La tour-porche
Ce bâtiment appelé « tour-porche » ou encore « ancien pigeonnier » est un des rares vestiges du château que fit édifier le bailli royal Jean Gaspard de Hatzel sur la colline du Geisberg entre 1711 et 1716. Parfaitement orienté et disposant d’une vue imprenable sur la plaine du Rhin, ce bel ensemble architectural fut en grande partie ravagé par un incendie au cours des combats de 1940, et ne put être reconstruit. À l’origine, on traversait ce bâtiment au rez-de-chaussée par deux portes charretières datées de 1711, pour entrer ou sortir de la cour intérieure du château. Ici même il y a un siècle, on se trouvait dans cette cour, un vaste carré délimité à l’est – derrière vous – par le corps de logis, et dans les autres directions, par des dépendances agricoles. 1
Suite à la Révolution française, le domaine fut divisé et pu être en partie racheté par les mennonites qui en exploitaient la ferme depuis les années 1720. En 1849, l’un d’eux, Daniel Hirschler vendit la tour-porche à la communauté, pour qu’elle puisse y célébrer le culte. Aménagée au 1er étage, la chapelle servit de 1849 à 1973 – avec une interruption de septembre 1939 à août 1947, car elle fut endommagée par un obus en 1940 et dut être restaurée (voir vue intérieure ci-dessous). Avant la seconde guerre mondiale, ce n’était pas le seul lieu de culte de l’assemblée, qui se réunissait alternativement dans différentes fermes d’Alsace du nord et du Palatinat, d’où provenaient bon nombre de ses membres. 2
A l’origine, pour les besoins de la famille De Hatzel, le château abritait une chapelle dédiée à Saint Martin, desservie par les moines Augustins de Wissembourg ; et 2 cloches surmontaient son entrée principale. Fait intéressant : jusqu’en 1939, la plus grande resta en service pour annoncer le culte des mennonites – avant de disparaître durant le conflit. Sa « petite sœur », datée de 1714, a heureusement pu être conservée jusqu’à aujourd’hui.

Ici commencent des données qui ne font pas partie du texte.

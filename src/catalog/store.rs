use crate::core::train::{GearTrain, TrainError};

/// Every generated gear train, sorted by ratio and then by stages
#[derive(Debug, Clone, Default)]
pub struct GearTrainCollection {
    /// All trains, ascending by (ratio, stages), no structural duplicates
    trains: Vec<GearTrain>,

    /// Train lengths (in gears) that were generated
    lengths: Vec<usize>,

    /// Train lengths that were requested but rejected
    rejected: Vec<TrainError>,
}

impl GearTrainCollection {
    /// Create an empty collection
    pub fn new() -> Self {
        Self::default()
    }

    /// Build a collection from arbitrary trains.
    ///
    /// Trains with identical stages are kept once; trains with equal ratio
    /// but different stages are all kept.
    pub fn from_trains(mut trains: Vec<GearTrain>) -> Self {
        trains.sort_by(GearTrain::cmp_for_search);
        // Identical stages imply identical ratio, so duplicates are adjacent
        trains.dedup();

        let mut lengths: Vec<usize> = trains.iter().map(GearTrain::gear_count).collect();
        lengths.sort_unstable();
        lengths.dedup();

        Self {
            trains,
            lengths,
            rejected: Vec::new(),
        }
    }

    pub(crate) fn with_lengths(mut self, lengths: Vec<usize>, rejected: Vec<TrainError>) -> Self {
        self.lengths = lengths;
        self.rejected = rejected;
        self
    }

    pub fn trains(&self) -> &[GearTrain] {
        &self.trains
    }

    pub fn iter(&self) -> std::slice::Iter<'_, GearTrain> {
        self.trains.iter()
    }

    pub fn get(&self, index: usize) -> Option<&GearTrain> {
        self.trains.get(index)
    }

    /// Train lengths (in gears) that were generated
    pub fn lengths(&self) -> &[usize] {
        &self.lengths
    }

    /// Requested train lengths that produced no trains because they were invalid
    pub fn rejected_lengths(&self) -> &[TrainError] {
        &self.rejected
    }

    /// Trains with exactly `gears` physical gears
    pub fn with_gear_count(&self, gears: usize) -> impl Iterator<Item = &GearTrain> + '_ {
        self.trains.iter().filter(move |t| t.gear_count() == gears)
    }

    /// Number of trains in collection
    pub fn len(&self) -> usize {
        self.trains.len()
    }

    /// Check if collection is empty
    pub fn is_empty(&self) -> bool {
        self.trains.is_empty()
    }
}

impl<'a> IntoIterator for &'a GearTrainCollection {
    type Item = &'a GearTrain;
    type IntoIter = std::slice::Iter<'a, GearTrain>;

    fn into_iter(self) -> Self::IntoIter {
        self.trains.iter()
    }
}

#[cfg(test)]
mod tests {
    use super::*;
    use crate::core::types::Ratio;

    fn train(pairs: &[(u32, u32)]) -> GearTrain {
        GearTrain::from_pairs(pairs).unwrap()
    }

    #[test]
    fn test_sorted_by_ratio() {
        let collection = GearTrainCollection::from_trains(vec![
            train(&[(20, 40)]),
            train(&[(40, 20)]),
            train(&[(20, 30)]),
        ]);
        let ratios: Vec<Ratio> = collection.iter().map(|t| *t.ratio()).collect();
        assert_eq!(
            ratios,
            vec![Ratio::new(1, 2), Ratio::new(3, 2), Ratio::from_integer(2)]
        );
        assert_eq!(collection.lengths(), &[2]);
    }

    #[test]
    fn test_dedup_keeps_equal_ratio_trains() {
        let collection = GearTrainCollection::from_trains(vec![
            train(&[(20, 40), (30, 50)]),
            train(&[(30, 50), (20, 40)]),
            train(&[(20, 50), (30, 40)]),
        ]);
        assert_eq!(collection.len(), 2);
        assert_eq!(collection.trains()[0].ratio(), collection.trains()[1].ratio());
    }

    #[test]
    fn test_empty_collection() {
        let collection = GearTrainCollection::new();
        assert!(collection.is_empty());
        assert_eq!(collection.len(), 0);
        assert!(collection.get(0).is_none());
    }

    #[test]
    fn test_with_gear_count() {
        let collection = GearTrainCollection::from_trains(vec![
            train(&[(20, 40)]),
            train(&[(20, 40), (30, 30)]),
        ]);
        assert_eq!(collection.with_gear_count(2).count(), 1);
        assert_eq!(collection.with_gear_count(4).count(), 1);
        assert_eq!(collection.with_gear_count(6).count(), 0);
        assert_eq!(collection.lengths(), &[2, 4]);
    }
}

En 1962, la tour-porche cessa d’être un « passage » puisqu’au rez-de-chaussée, 2 salles furent aménagées pour accueillir « l’école du dimanche » pour les enfants, ainsi que des temps d’étude biblique. Vers 1970, les locaux devenant exigus pour les quelque 65 membres de la communauté et leurs enfants, on décida de construire une nouvelle chapelle, inaugurée en 1973. Vieillissante, la tour-porche cessa définitivement d’être utilisée au début des années 1980. Si les idées n’ont pas manqué pour la réhabiliter, comme l’installation d’archives sur l’histoire des mennonites ou la création d’un foyer d’accueil pour groupes de jeunes, aucun projet ne vit le jour.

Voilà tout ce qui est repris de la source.